Nous vivons dans des sociétés de simulacres et de spectacle, où ce qui importe est moins la réalité de ce que l'on fait que l'image que l'on donne, et moins la vérité que l'efficacité de ce qu'on dit. Le mensonge, les institutions elles-mêmes l'exigent de nous : pour siéger dans le plus petit des conseils municipaux de notre parvulissime république, ne prêtons-nous pas serment de respecter la constitution, les lois et les règlements, même lorsque nous sommes animés de la plus ferme des mauvaises intentions à leur égard ? Dans un monde qui se donne pour le seul concevable, chaque résistance, chaque conflit, chaque négation de la moindre des parcelles de l’ordre est une défaite de cet ordre, puisqu’une manifestation qu’il n’est pas unanimement admis, et donc qu’il n’est pas inéluctable.  En certaines situation, rien ne subvertit plus le monde tel qu’il est que le recours au monde tel qu’il dit être, même si nous savons qu'il ment -et que nous mentons nous aussi en faisant mine de croire à ce qu'il dit: ainsi des combats pour les « droits démocratiques », les « droits de l’homme », la « liberté de circulation ».

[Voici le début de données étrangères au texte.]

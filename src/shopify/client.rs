use heedless_core::{CatalogFetcher, CatalogHandle, CollectionEntity, FetchError, ProductEntity};
use serde::Serialize;
use tracing::debug;

use super::conversions::{collection_from_response, product_from_response};
use super::queries::{
    CollectionVariables, GraphqlRequest, ProductVariables, collection_query, product_query,
};
use crate::config::{STOREFRONT_TOKEN, TOKEN_HEADER, graphql_endpoint};
use crate::utils::post_json;

/// Storefront API client for one shop.
#[derive(Clone, Debug)]
pub struct StorefrontClient {
    endpoint: String,
    token: String,
}

impl StorefrontClient {
    pub fn new(endpoint: impl Into<String>, token: impl Into<String>) -> Self {
        Self {
            endpoint: endpoint.into(),
            token: token.into(),
        }
    }

    /// Client for the shop configured at build time.
    pub fn from_config() -> Self {
        Self::new(graphql_endpoint(), STOREFRONT_TOKEN)
    }

    /// POST a query and return the raw response body.
    async fn execute<V: Serialize>(&self, query: &str, variables: V) -> Result<String, FetchError> {
        let body = serde_json::to_string(&GraphqlRequest { query, variables })
            .map_err(|_| FetchError::RequestCreationFailed)?;
        post_json(&self.endpoint, &[(TOKEN_HEADER, self.token.as_str())], &body).await
    }
}

impl CatalogFetcher for StorefrontClient {
    async fn fetch_collection(
        &self,
        handle: &CatalogHandle,
        page_size: u32,
    ) -> Result<CollectionEntity, FetchError> {
        debug!(%handle, page_size, "fetching collection");
        let variables = CollectionVariables {
            handle: handle.as_str(),
            first: page_size,
        };
        let body = self.execute(&collection_query(), variables).await?;
        collection_from_response(&body, handle)
    }

    async fn fetch_product(&self, handle: &CatalogHandle) -> Result<ProductEntity, FetchError> {
        debug!(%handle, "fetching product");
        let variables = ProductVariables {
            handle: handle.as_str(),
        };
        let body = self.execute(&product_query(), variables).await?;
        product_from_response(&body, handle)
    }
}
//! Outbound side of the CVI gateway: the provider API client, the gateway
//! session client, and the retry controller that drives both.

pub mod backoff;
pub mod gateway_client;
pub mod launcher;
pub mod provider;
pub mod retry;

pub use backoff::BackoffPolicy;
pub use gateway_client::{ClientError, ConversationSession, GatewayClient, LaunchRequest};
pub use launcher::ConversationLauncher;
pub use provider::{
    ConversationApi, ConversationCreated, ConversationProperties, CreateConversationRequest,
    DEFAULT_API_BASE, MockConversationApi, ProviderError, ReqwestConversationApi,
};
pub use retry::{
    Classify, DEFAULT_MAX_RETRIES, Disposition, Phase, RetryController, RetryOutcome, RetryState,
};
pub use tokio_util::sync::CancellationToken;
use tracing::Span;

use crate::context::TelemetryLabels;

pub fn record_counter(name: &'static str, value: u64, labels: &TelemetryLabels) {
    ::metrics::counter!(name, labels.metric_labels()).increment(value);
}

pub fn record_histogram(name: &'static str, value: f64, labels: &TelemetryLabels) {
    ::metrics::histogram!(name, labels.metric_labels()).record(value);
}

pub fn record_gauge(name: &'static str, value: f64, labels: &TelemetryLabels) {
    ::metrics::gauge!(name, labels.metric_labels()).set(value);
}

/// Fills the common webhook fields on a span declared with them as `Empty`.
pub fn with_common_fields(
    span: &Span,
    topic: &str,
    conversation_id: Option<&str>,
    event_kind: Option<&str>,
) {
    span.record("topic", tracing::field::display(topic));
    if let Some(conversation_id) = conversation_id {
        span.record("conversation_id", tracing::field::display(conversation_id));
    }
    if let Some(event_kind) = event_kind {
        span.record("event_kind", tracing::field::display(event_kind));
    }
}
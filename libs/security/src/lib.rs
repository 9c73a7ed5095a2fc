//! Authentication for inbound webhook deliveries and the admin surface.
//!
//! * [`signature`] signs and verifies raw bodies with HMAC-SHA256.
//! * [`replay`] rejects deliveries whose timestamp is outside the accepted window.
//! * [`policy`] combines both behind [`WebhookVerifier`], including the explicit
//!   development bypass when no secret is configured.
//! * [`basic_auth`] guards the admin event viewer.

pub mod basic_auth;
pub mod policy;
pub mod replay;
pub mod signature;

pub use basic_auth::{ADMIN_CHALLENGE, AdminCredentials};
pub use policy::{
    Deployment, RawWebhookRequest, VerificationPolicy, Verified, VerifyError, WebhookVerifier,
};
pub use replay::{DEFAULT_MAX_AGE_SECS, Timestamp, verify_timestamp, verify_timestamp_at};
pub use signature::{sign, verify};
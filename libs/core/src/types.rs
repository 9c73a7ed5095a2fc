use serde::{Deserialize, Serialize};
use serde_json::{Map, Value};
use std::fmt;
use std::str::FromStr;
use time::OffsetDateTime;

use crate::taxonomy::EventKind;

/// Category under which a record is written to the event log.
///
/// ```
/// use cvi_core::Topic;
///
/// assert_eq!(Topic::Video.as_str(), "video");
/// assert_eq!("conversation".parse::<Topic>().unwrap(), Topic::Conversation);
/// ```
#[derive(Debug, Clone, Copy, Serialize, Deserialize, PartialEq, Eq, Hash)]
#[serde(rename_all = "lowercase")]
pub enum Topic {
    Conversation,
    Video,
    Webhook,
    Error,
    Info,
    Conversion,
}

impl Topic {
    pub fn as_str(&self) -> &'static str {
        match self {
            Topic::Conversation => "conversation",
            Topic::Video => "video",
            Topic::Webhook => "webhook",
            Topic::Error => "error",
            Topic::Info => "info",
            Topic::Conversion => "conversion",
        }
    }
}

impl fmt::Display for Topic {
    fn fmt(&self, f: &mut fmt::Formatter<'_>) -> fmt::Result {
        f.write_str(self.as_str())
    }
}

#[derive(Debug, Clone, PartialEq, Eq, thiserror::Error)]
#[error("unknown topic `{0}`")]
pub struct UnknownTopic(pub String);

impl FromStr for Topic {
    type Err = UnknownTopic;

    fn from_str(s: &str) -> Result<Self, Self::Err> {
        match s.trim().to_ascii_lowercase().as_str() {
            "conversation" => Ok(Topic::Conversation),
            "video" => Ok(Topic::Video),
            "webhook" => Ok(Topic::Webhook),
            "error" => Ok(Topic::Error),
            "info" => Ok(Topic::Info),
            "conversion" => Ok(Topic::Conversion),
            _ => Err(UnknownTopic(s.to_string())),
        }
    }
}

/// Normalized webhook delivery.
///
/// `data` holds every field of the original payload that was not lifted into
/// the typed fields above it.
#[derive(Debug, Clone, Serialize, Deserialize, PartialEq)]
pub struct WebhookEnvelope {
    pub event_type: EventKind,
    pub conversation_id: String,
    pub timestamp: String, // ISO-8601
    #[serde(default)]
    pub data: Map<String, Value>,
}

/// One line of the day-partitioned event log.
#[derive(Debug, Clone, Serialize, Deserialize, PartialEq)]
pub struct LoggedEvent {
    /// Milliseconds since the Unix epoch.
    pub ts: i64,
    pub topic: Topic,
    pub payload: Value,
}

impl LoggedEvent {
    pub fn new(ts: i64, topic: Topic, payload: Value) -> Self {
        Self { ts, topic, payload }
    }

    /// Stamps the record with the current wall-clock time.
    pub fn now(topic: Topic, payload: Value) -> Self {
        Self::new(now_millis(), topic, payload)
    }
}

pub(crate) fn now_millis() -> i64 {
    let nanos = OffsetDateTime::now_utc().unix_timestamp_nanos();
    i64::try_from(nanos / 1_000_000).unwrap_or(i64::MAX)
}

#[cfg(test)]
mod tests {
    use super::*;
    use serde_json::json;

    #[test]
    fn logged_event_serializes_with_lowercase_topic() {
        let event = LoggedEvent::new(1_700_000_000_000, Topic::Conversation, json!({"a": 1}));
        let line = serde_json::to_string(&event).unwrap();
        assert_eq!(
            line,
            r#"{"ts":1700000000000,"topic":"conversation","payload":{"a":1}}"#
        );
    }

    #[test]
    fn topic_parsing_rejects_unknown_values() {
        assert_eq!(" VIDEO ".parse::<Topic>().unwrap(), Topic::Video);
        assert!("billing".parse::<Topic>().is_err());
    }

    #[test]
    fn now_is_in_milliseconds() {
        let ts = LoggedEvent::now(Topic::Info, Value::Null).ts;
        // 2020-01-01 in ms; anything smaller would mean seconds were used.
        assert!(ts > 1_577_836_800_000);
    }
}
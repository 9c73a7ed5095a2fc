use std::{
    future::Future,
    pin::Pin,
    sync::Arc,
    task::{Context, Poll},
};

use axum::{
    Json,
    body::Body,
    http::{HeaderMap, HeaderName, HeaderValue, Request, StatusCode, header},
    response::{IntoResponse, Response},
};
use cvi_backpressure::{RateDecision, RateLimiterStore};
use serde_json::json;
use tower::{Layer, Service, util::ServiceExt};
use tracing::warn;

const LIMIT_HEADER: HeaderName = HeaderName::from_static("x-ratelimit-limit");
const REMAINING_HEADER: HeaderName = HeaderName::from_static("x-ratelimit-remaining");
const RESET_HEADER: HeaderName = HeaderName::from_static("x-ratelimit-reset");

/// Client key for rate limiting: the first forwarded address, else the
/// proxy-provided client address, else `unknown`.
pub fn client_key(headers: &HeaderMap) -> String {
    let header = |name: &str| {
        headers
            .get(name)
            .and_then(|v| v.to_str().ok())
            .map(str::trim)
            .filter(|v| !v.is_empty())
    };
    let ip = header("x-forwarded-for")
        .and_then(|v| v.split(',').next())
        .map(str::trim)
        .filter(|v| !v.is_empty())
        .or_else(|| header("cf-connecting-ip"))
        .or_else(|| header("x-real-ip"))
        .unwrap_or("unknown");
    format!("ip:{ip}")
}

#[derive(Clone)]
pub struct RateLimitLayer {
    store: Arc<dyn RateLimiterStore>,
}

impl RateLimitLayer {
    pub fn new(store: Arc<dyn RateLimiterStore>) -> Self {
        Self { store }
    }
}

impl<S> Layer<S> for RateLimitLayer
where
    S: Service<Request<Body>, Response = Response> + Clone,
    S::Error: Send + 'static,
    S::Future: Send + 'static,
{
    type Service = RateLimitMiddleware<S>;

    fn layer(&self, inner: S) -> Self::Service {
        RateLimitMiddleware {
            inner,
            store: self.store.clone(),
        }
    }
}

#[derive(Clone)]
pub struct RateLimitMiddleware<S> {
    inner: S,
    store: Arc<dyn RateLimiterStore>,
}

impl<S> Service<Request<Body>> for RateLimitMiddleware<S>
where
    S: Service<Request<Body>, Response = Response> + Clone + Send + 'static,
    S::Error: Send + 'static,
    S::Future: Send + 'static,
{
    type Response = Response;
    type Error = S::Error;
    type Future = Pin<Box<dyn Future<Output = Result<Self::Response, Self::Error>> + Send>>;

    fn poll_ready(&mut self, cx: &mut Context<'_>) -> Poll<Result<(), Self::Error>> {
        self.inner.poll_ready(cx)
    }

    fn call(&mut self, req: Request<Body>) -> Self::Future {
        let key = client_key(req.headers());
        let store = self.store.clone();
        let mut inner = self.inner.clone();
        Box::pin(async move {
            let decision = match store.check(&key).await {
                Ok(decision) => decision,
                Err(err) => {
                    warn!(error = %err, key = %key, "rate limiter unavailable, allowing request");
                    return inner.ready().await?.call(req).await;
                }
            };
            if !decision.allowed {
                return Ok(denied(&decision));
            }
            let mut response = inner.ready().await?.call(req).await?;
            apply_headers(response.headers_mut(), &decision);
            Ok(response)
        })
    }
}

fn denied(decision: &RateDecision) -> Response {
    let retry_after = decision.retry_after_secs.unwrap_or(1);
    let mut response = (
        StatusCode::TOO_MANY_REQUESTS,
        Json(json!({
            "error": "Too many requests",
            "retryAfter": retry_after,
            "remaining": decision.remaining,
            "resetTime": decision.reset_time_ms,
        })),
    )
        .into_response();
    let headers = response.headers_mut();
    apply_headers(headers, decision);
    headers.insert(header::RETRY_AFTER, HeaderValue::from(retry_after));
    response
}

fn apply_headers(headers: &mut HeaderMap, decision: &RateDecision) {
    headers.insert(LIMIT_HEADER, HeaderValue::from(decision.limit));
    headers.insert(REMAINING_HEADER, HeaderValue::from(decision.remaining));
    headers.insert(RESET_HEADER, HeaderValue::from(decision.reset_time_ms));
}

Il nous souvient d'avoir entendu, il y a bien quarante ans, dans le djebel druze, le leader de la gauche libanaise, Kamal Joumblatt, assassiné peu après par les services syriens, nous justifier le « taqqiye », le devoir de dissimulation -non pas seulement le droit, mais le devoir : « nous, Druzes, lui devons notre survie, à cette dissimulation de ce que nous sommes et de ce que nous voulons »... 
On est loin de Cahuzac, là ? Eh oui... mais valait-il la peine qu'on s'y attarde plus que comme à un prétexte ? « On n'a jamais à dire sa vérité que dans sa langue; dans celle de l'ennemi, le mensonge doit régner » écrivit Guy Debord... En quelle langue écrivons-nous donc ici ? A qui devons-nous la vérité ? Même à ceux que nous aimons, nous mentons. Et ne nous mentons-nous pas à nous-mêmes pour nous supporter ?
Et puis on ne ment pas toujours pour soi-même, on ment aussi pour les autres, pour qu'ils entendent de nous ce qu'ils ont envie d'en entendre. C'est que dire toujours la vérité, pour autant qu'on la connaisse, nous rendrait insupportables, invivables. Et puis là, avec Cahuzac (et avec bien d'autres avant lui), il y a qu'on est aussi dans le mensonge politique, et qu'après tout, le mensonge politique nous est enseigné par le pouvoir politique lui-même, ne serait-ce que quand il nous fait croire qu'il est encore le pouvoir alors qu'il n'est plus que l'exécutant d'autres pouvoirs, que nul ne contrôle et que nul n'élit.

Il nous faut peut-être, pour être entendu -à supposer que nous souhaitions l’être- parler plus haut qu’il faudrait, et peut-être plus violemment -exprimer une pensée plus simplifiée que celle qui nous vient. C'est un premier mensonge. Le murmure ambigu par lequel se dit le mieux l’état du monde, le projet de le changer et le contenu de ce changement, resterait inaudible, submergé par le bruit de la connerie marchande, s’il n’était introduit par le fracas d’un discours d’autant plus péremptoire que sa clarté sera faite du refus de l’apparente tolérance pluraliste du champ médiatique -tolérance apparente, puisque derrière cette polyphonie on retrouve toujours la même vieille ligne mélodique, monodique, qui fait office de critère de sélection de ce qui méritera d’être relaté, diffusé, et de ce qu’il conviendra de taire et de celer. Ce mouvement ne déplace aucune ligne, et surtout pas celle qui sépare les dominants des dominés, les compétents des exécutants, le pouvoir de ceux sur qui il s’exerce. Qu’on ne nous reproche pas d’être péremptoires : nous ne le sommes que pour pouvoir ne plus l’être une fois franchi le mur du silence qui enterre les pensées du changement.
Dans ce monde, il faut d’abord crier, pour pouvoir ensuite parler. Et d'abord vraiment mentir pour pouvoir enfin mentir vrai.